The increased plasma sCD40L levels support the hypothesis that higher levels of ambient air pollution lead to an inflammatory response in patients with CHD thus providing a possible explanation for the observed association between air pollution and cardiovascular morbidity and mortality in susceptible parts of the population.
Different pathways, including systemic inflammation, an imbalance in coagulation factors and effects on the autonomic nervous system have been postulated .
Recent toxicological studies have demonstrated a pro-thrombogenic effect of diesel exhaust particles in hamsters, as well as an activation of platelets , thus providing one possible explanation for the observed effects. Studies on rats additionally showed evidence for thrombus formation after the deposition of ultrafine particles (UFP, number concentration of particles from 0.01 to 0.1 μm in diameter,) in the respiratory tract  while a study in mice indicated a procoagulant effect, but no inflammation after intra-arterial infusion of UFP . Nemmar et al.  demonstrated in hamster models that ultrafine polystyrene particles can modulate thrombus formation and Suwa et al.  observed a systemic inflammatory response and a progression of the atherosclerotic process in hyperlipidemic rabbits in association with PM10 (mass concentration of particles < 10 μm in diameter).

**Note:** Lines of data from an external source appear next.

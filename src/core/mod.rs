//! Constants, configuration and logging shared by the game and the UI.

pub mod config;
pub mod constants;
pub mod logging;

pub use config::{ConfigManager, GameConfig};
pub use constants::*;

We previously observed a delayed increase in levels of C-reactive protein (CRP) and intercellular adhesion molecule 1 (ICAM-1) above the 90th percentile for an increase in accumulation mode particles (AP, 0.1–1.0 μm), UFP and PM10 in the same patients with coronary heart disease (CHD) we report about here . Clotting factors, however, did not reveal a clear picture. While prothrombin fragment 1+2 increased with a delay of four days in association with ambient particles, no consistent results were found for fibrinogen. For FVII clear and consistent negative associations were observed .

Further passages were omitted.